The Series A Preferred Units have a dividend rate of 5% per annum, payable semi-annually, up to 100% of which may be paid by the issuance of additional Series A Preferred Units ("payable-in-kind") during the first two years following the closing of the sale to TPG Rise, and 50% of which may be payable-in-kind thereafter. The Series A Preferred Units will vote together with the common units of Nextracker as a single class in all matters that are subject to a vote by common unitholders. The Series A Preferred Units provide TPG Rise the right to designate two members of the Board of Nextracker; if, however, TPG Rise owns Series A Preferred Units or common units with a fully diluted ownership percentage of less than 10% but more than 5%, the number of Board members that TPG Rise will be entitled to designate will be reduced to one. So long as at least 51% of the Series A Preferred Units remain outstanding, the consent of the holders of the Series A Preferred Units must be obtained prior to taking certain actions regarding Nextracker.
The Series A Preferred Units will be automatically converted into common units of Nextracker upon a qualified initial public offering (a “Qualified Public Offering”) and TPG Rise may elect to convert the Series A Preferred Units into common units at any time after March 31, 2023. Subject to certain exceptions, for any mandatory or optional conversion, the conversion ratio for each Series A Preferred Unit will be based on a deemed value of Nextracker equal to the lesser of $3.00 billion and the implied equity valuation of Nextracker determined by the underwriters engaged in connection with a Qualified Public Offering.

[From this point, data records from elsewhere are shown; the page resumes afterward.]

//! # Hierarchy
//!
//! The root coordinator. A [`Hierarchy`] owns the active node tree together
//! with everything the lifecycle hooks see through [`NodeContext`]: frame
//! time, input, the deferred registration queue, and the physics world.
//!
//! The caller drives the passes. [`Engine`](crate::engine::Engine) does it in
//! the usual order:
//!
//! ```text
//! awake → update → (pre_physics_update → physics_update)* → draw
//! ```
//!
//! `awake` is the only point where the tree grows: it first applies every
//! pending registration in submission order, then wakes any node that has not
//! been woken yet. Nodes spawned during a frame therefore join the tree for
//! the next frame's passes, never the pass that spawned them.

use std::path::{Path, PathBuf};

use crate::config::KernelConfig;
use crate::context::NodeContext;
use crate::error::KernelError;
use crate::input::{Input, KeyCode};
use crate::node::{AttachRefusal, CollectionTarget, Node, NodeId, traverse};
use crate::physics::{ContactDispatcher, PhysicsWorld, release_physics};
use crate::registration::Registrations;
use crate::render::DrawList;
use crate::scene::{self, NodeRegistry};
use crate::time::Time;

pub struct Hierarchy {
    root: Option<Box<dyn Node>>,
    registrations: Registrations,
    time: Time,
    input: Input<KeyCode>,
    physics: Option<PhysicsWorld>,
    registry: NodeRegistry,
    save_path: Option<PathBuf>,
}
//! # Deferred Registration
//!
//! Nodes cannot be appended to the tree while a pass is walking it. Instead,
//! a hook queues `(node, target collection)` pairs in [`Registrations`], and
//! the [`Hierarchy`](crate::hierarchy::Hierarchy) drains the queue at one
//! well-defined point: the start of the next awake pass, in submission order.
//!
//! Each entry owns its node, so a node can never be pending twice.

use std::collections::VecDeque;

use crate::node::{CollectionTarget, Node, NodeId};

/// One queued spawn.
pub(crate) struct PendingRegistration {
    pub(crate) owner: NodeId,
    pub(crate) collection: &'static str,
    pub(crate) node: Box<dyn Node>,
}

impl std::fmt::Debug for PendingRegistration {
    fn fmt(&self, f: &mut std::fmt::Formatter<'_>) -> std::fmt::Result {
        f.debug_struct("PendingRegistration")
            .field("owner", &self.owner)
            .field("collection", &self.collection)
            .field("node", &self.node.core().id())
            .finish()
    }
}

/// FIFO queue of pending registrations.
#[derive(Debug, Default)]
pub struct Registrations {
    queue: VecDeque<PendingRegistration>,
}

impl Registrations {
    pub fn new() -> Self {
        Self::default()
    }

    /// Queue `node` for `target`. The node type must match the collection's
    /// element type, which the typed target enforces.
    pub fn push<T: Node>(&mut self, node: T, target: CollectionTarget<T>) {
        self.queue.push_back(PendingRegistration {
            owner: target.owner(),
            collection: target.name(),
            node: Box::new(node),
        });
    }

    pub fn len(&self) -> usize {
        self.queue.len()
    }

    pub fn is_empty(&self) -> bool {
        self.queue.is_empty()
    }

    /// Take every pending entry, oldest first.
    pub(crate) fn take_all(&mut self) -> Vec<PendingRegistration> {
        self.queue.drain(..).collect()
    }

    /// Discard everything pending (the tree they targeted is gone).
    pub(crate) fn clear(&mut self) {
        self.queue.clear();
    }
}
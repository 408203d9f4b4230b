//! In-memory concrete tree.
//!
//! Arena-backed [`TreeBackend`] used as the host-independent reference
//! backend and by the test-suite. Nodes live in a slab indexed by
//! [`NodeId`]; freed indices are pooled and reused.
//!
//! Event listeners are stored per node per kind; [`MemoryTree::dispatch`]
//! simulates an event from the host side. Dispatch snapshots the handler
//! before invoking it, so a handler may force a synchronous re-render that
//! mutates the tree.

use std::cell::RefCell;
use std::rc::Rc;

use indexmap::IndexMap;

use super::backend::TreeBackend;
use crate::types::{Callback, NodeEvent, NodeId};

#[derive(Debug, Clone, PartialEq)]
enum NodeKind {
    Element {
        tag: String,
        attrs: IndexMap<String, String>,
    },
    Text {
        value: String,
    },
}

#[derive(Debug)]
struct NodeData {
    kind: NodeKind,
    parent: Option<NodeId>,
    children: Vec<NodeId>,
    listeners: IndexMap<String, Callback>,
}

impl NodeData {
    fn new(kind: NodeKind) -> Self {
        Self {
            kind,
            parent: None,
            children: Vec::new(),
            listeners: IndexMap::new(),
        }
    }
}

// =============================================================================
// Memory Tree
// =============================================================================

/// Arena-backed concrete tree.
#[derive(Debug, Default)]
pub struct MemoryTree {
    nodes: Vec<Option<NodeData>>,
    free: Vec<u32>,
}

impl MemoryTree {
    /// Create an empty tree.
    pub fn new() -> Self {
        Self::default()
    }

    fn alloc(&mut self, data: NodeData) -> NodeId {
        match self.free.pop() {
            Some(index) => {
                self.nodes[index as usize] = Some(data);
                NodeId(index)
            }
            None => {
                self.nodes.push(Some(data));
                NodeId(self.nodes.len() as u32 - 1)
            }
        }
    }

    fn node(&self, id: NodeId) -> &NodeData {
        self.nodes
            .get(id.0 as usize)
            .and_then(Option::as_ref)
            .unwrap_or_else(|| panic!("unknown node {id}"))
    }

    fn node_mut(&mut self, id: NodeId) -> &mut NodeData {
        self.nodes
            .get_mut(id.0 as usize)
            .and_then(Option::as_mut)
            .unwrap_or_else(|| panic!("unknown node {id}"))
    }

    /// Free `id` and its whole subtree.
    fn free_subtree(&mut self, id: NodeId) {
        let children = std::mem::take(&mut self.node_mut(id).children);
        for child in children {
            self.free_subtree(child);
        }
        self.nodes[id.0 as usize] = None;
        self.free.push(id.0);
    }

    fn detach(&mut self, id: NodeId) {
        if let Some(parent) = self.node(id).parent {
            self.node_mut(parent).children.retain(|c| *c != id);
        }
        self.node_mut(id).parent = None;
    }

    // =========================================================================
    // Inspection
    // =========================================================================

    /// Tag of an element node.
    pub fn tag(&self, id: NodeId) -> Option<&str> {
        match &self.node(id).kind {
            NodeKind::Element { tag, .. } => Some(tag),
            NodeKind::Text { .. } => None,
        }
    }

    /// Attribute value of an element node.
    pub fn attr(&self, id: NodeId, key: &str) -> Option<&str> {
        match &self.node(id).kind {
            NodeKind::Element { attrs, .. } => attrs.get(key).map(String::as_str),
            NodeKind::Text { .. } => None,
        }
    }

    /// Attribute keys of an element node, in insertion order.
    pub fn attr_keys(&self, id: NodeId) -> Vec<String> {
        match &self.node(id).kind {
            NodeKind::Element { attrs, .. } => attrs.keys().cloned().collect(),
            NodeKind::Text { .. } => Vec::new(),
        }
    }

    /// Text of a text node.
    pub fn text(&self, id: NodeId) -> Option<&str> {
        match &self.node(id).kind {
            NodeKind::Text { value } => Some(value),
            NodeKind::Element { .. } => None,
        }
    }

    /// Concatenated text of the subtree, in document order.
    pub fn text_content(&self, id: NodeId) -> String {
        match &self.node(id).kind {
            NodeKind::Text { value } => value.clone(),
            NodeKind::Element { .. } => self
                .node(id)
                .children
                .iter()
                .map(|child| self.text_content(*child))
                .collect(),
        }
    }

    /// Number of children of `id`.
    pub fn child_count(&self, id: NodeId) -> usize {
        self.node(id).children.len()
    }

    /// Number of listeners installed on `id` for `kind`.
    pub fn listener_count(&self, id: NodeId, kind: &str) -> usize {
        usize::from(self.node(id).listeners.contains_key(kind))
    }

    /// First element in the subtree of `root` carrying `key="value"`.
    pub fn find_by_attr(&self, root: NodeId, key: &str, value: &str) -> Option<NodeId> {
        if self.attr(root, key) == Some(value) {
            return Some(root);
        }
        self.node(root)
            .children
            .iter()
            .find_map(|child| self.find_by_attr(*child, key, value))
    }

    // =========================================================================
    // Event Dispatch
    // =========================================================================

    /// Simulate an event of `kind` on `node`.
    ///
    /// The handler snapshot is taken before invocation and the borrow on
    /// `tree` released, so the handler may publish, force a re-render, or
    /// otherwise mutate the tree. Returns whether a listener ran.
    pub fn dispatch(tree: &Rc<RefCell<Self>>, node: NodeId, kind: &str) -> bool {
        let handler = tree.borrow().node(node).listeners.get(kind).cloned();
        match handler {
            Some(handler) => {
                handler.call(&NodeEvent::new(kind, node));
                true
            }
            None => false,
        }
    }
}

impl TreeBackend for MemoryTree {
    fn create_element(&mut self, tag: &str) -> NodeId {
        self.alloc(NodeData::new(NodeKind::Element {
            tag: tag.to_owned(),
            attrs: IndexMap::new(),
        }))
    }

    fn create_text(&mut self, text: &str) -> NodeId {
        self.alloc(NodeData::new(NodeKind::Text {
            value: text.to_owned(),
        }))
    }

    fn set_attribute(&mut self, node: NodeId, key: &str, value: &str) {
        match &mut self.node_mut(node).kind {
            NodeKind::Element { attrs, .. } => {
                attrs.insert(key.to_owned(), value.to_owned());
            }
            NodeKind::Text { .. } => panic!("set_attribute on text node {node}"),
        }
    }

    fn remove_attribute(&mut self, node: NodeId, key: &str) {
        if let NodeKind::Element { attrs, .. } = &mut self.node_mut(node).kind {
            attrs.shift_remove(key);
        }
    }

    fn set_event_listener(&mut self, node: NodeId, kind: &str, handler: Callback) {
        self.node_mut(node).listeners.insert(kind.to_owned(), handler);
    }

    fn clear_event_listener(&mut self, node: NodeId, kind: &str) {
        self.node_mut(node).listeners.shift_remove(kind);
    }

    fn append_child(&mut self, parent: NodeId, child: NodeId) {
        self.detach(child);
        self.node_mut(child).parent = Some(parent);
        self.node_mut(parent).children.push(child);
    }

    fn replace_node(&mut self, old: NodeId, new: NodeId) {
        let parent = self.node(old).parent;
        if let Some(parent) = parent {
            let position = self
                .node(parent)
                .children
                .iter()
                .position(|c| *c == old)
                .expect("old node not under its parent");
            self.detach(new);
            self.node_mut(parent).children[position] = new;
            self.node_mut(new).parent = Some(parent);
        }
        self.node_mut(old).parent = None;
        self.free_subtree(old);
    }

    fn remove_node(&mut self, node: NodeId) {
        self.detach(node);
        self.free_subtree(node);
    }

    fn child_nodes(&self, node: NodeId) -> Vec<NodeId> {
        self.node(node).children.clone()
    }

    fn contains(&self, node: NodeId) -> bool {
        self.nodes
            .get(node.0 as usize)
            .is_some_and(Option::is_some)
    }

    fn is_element(&self, node: NodeId) -> bool {
        self.contains(node)
            && matches!(self.node(node).kind, NodeKind::Element { .. })
    }
}

// =============================================================================
// Tests
// =============================================================================

#[cfg(test)]
mod tests {
    use super::*;
    use std::cell::Cell;

    #[test]
    fn test_create_and_append_preserves_order() {
        let mut tree = MemoryTree::new();
        let parent = tree.create_element("div");
        let a = tree.create_text("a");
        let b = tree.create_text("b");
        tree.append_child(parent, a);
        tree.append_child(parent, b);

        assert_eq!(tree.child_nodes(parent), vec![a, b]);
        assert_eq!(tree.text_content(parent), "ab");
        assert!(tree.is_element(parent));
        assert!(!tree.is_element(a));
    }

    #[test]
    fn test_replace_node_keeps_position() {
        let mut tree = MemoryTree::new();
        let parent = tree.create_element("div");
        let a = tree.create_text("a");
        let b = tree.create_text("b");
        let c = tree.create_text("c");
        tree.append_child(parent, a);
        tree.append_child(parent, b);

        tree.replace_node(a, c);
        assert_eq!(tree.child_nodes(parent), vec![c, b]);
        assert!(!tree.contains(a));
    }

    #[test]
    fn test_remove_node_frees_subtree() {
        let mut tree = MemoryTree::new();
        let parent = tree.create_element("div");
        let child = tree.create_element("span");
        let grandchild = tree.create_text("x");
        tree.append_child(parent, child);
        tree.append_child(child, grandchild);

        tree.remove_node(child);
        assert_eq!(tree.child_count(parent), 0);
        assert!(!tree.contains(child));
        assert!(!tree.contains(grandchild));
    }

    #[test]
    fn test_set_event_listener_replaces_same_kind() {
        let mut tree = MemoryTree::new();
        let node = tree.create_element("button");
        tree.set_event_listener(node, "click", Callback::new(|_| {}));
        tree.set_event_listener(node, "click", Callback::new(|_| {}));

        assert_eq!(tree.listener_count(node, "click"), 1);
        tree.clear_event_listener(node, "click");
        assert_eq!(tree.listener_count(node, "click"), 0);
    }

    #[test]
    fn test_dispatch_runs_listener_with_target() {
        let tree = Rc::new(RefCell::new(MemoryTree::new()));
        let node = tree.borrow_mut().create_element("button");

        let hits = Rc::new(Cell::new(0));
        let hits_inner = hits.clone();
        tree.borrow_mut().set_event_listener(
            node,
            "click",
            Callback::new(move |event| {
                assert_eq!(event.kind, "click");
                hits_inner.set(hits_inner.get() + 1);
            }),
        );

        assert!(MemoryTree::dispatch(&tree, node, "click"));
        assert!(!MemoryTree::dispatch(&tree, node, "keydown"));
        assert_eq!(hits.get(), 1);
    }

    #[test]
    fn test_freed_ids_are_reused() {
        let mut tree = MemoryTree::new();
        let parent = tree.create_element("div");
        let a = tree.create_text("a");
        tree.append_child(parent, a);
        tree.remove_node(a);

        let b = tree.create_text("b");
        assert_eq!(a, b);
        assert!(tree.contains(b));
    }

    #[test]
    #[should_panic(expected = "unknown node")]
    fn test_unknown_node_panics() {
        let tree = MemoryTree::new();
        tree.child_count(NodeId(99));
    }

    #[test]
    fn test_find_by_attr() {
        let mut tree = MemoryTree::new();
        let root = tree.create_element("div");
        let inner = tree.create_element("span");
        tree.set_attribute(inner, "class", "label");
        tree.append_child(root, inner);

        assert_eq!(tree.find_by_attr(root, "class", "label"), Some(inner));
        assert_eq!(tree.find_by_attr(root, "class", "missing"), None);
    }
}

If a Qualified Public Offering occurs by March 31, 2023 with an implied equity valuation greater than $3.75 billion, then the conversion ratio will be adjusted upwards based on a deemed value of Nextracker equal to $3.20 billion. If a Qualified Public Offering occurs after March 31, 2023 with an implied equity valuation between $2.70 billion and $3.00 billion, then the conversion ratio will be based on a deemed value of Nextracker equal to $3.00 billion. If a Qualified Public Offering occurs
after March 31, 2023 with an implied equity valuation of less than $2.70 billion, then the conversion ratio will be based on a deemed value equal to the implied equity valuation of Nextracker in the Qualified Public Offering divided by 90%. If TPG Rise elects to convert the Series A Preferred Units prior to an initial public offering, the conversion ratio shall be based on a deemed value of Nextracker equal to $3.00 billion.
At TPG Rise’s election, the Company is required to repurchase all of the outstanding Series A Preferred Units at their liquidation preference, which shall include all contributed but unreturned capital plus accrued but unpaid dividends, at the earlier of certain change in control events and February 2, 2028. Additionally, if Nextracker has not completed a Qualified Public Offering prior to February 2, 2027, then TPG Rise may cause the Company to repurchase all of the outstanding Series A Preferred Units at their fair market value.
In connection with any voluntary or involuntary liquidation, dissolution, or winding up of Nextracker, each outstanding Series A Preferred Unit will be entitled to receive cash equal to the liquidation preference prior to distributions made to any other units.
The Company has determined that a Qualified Public Offering is likely and that the change in control is not probable as of March 31, 2022 and as such, it is not probable that the noncontrolling interest will become redeemable as of March 31, 2022.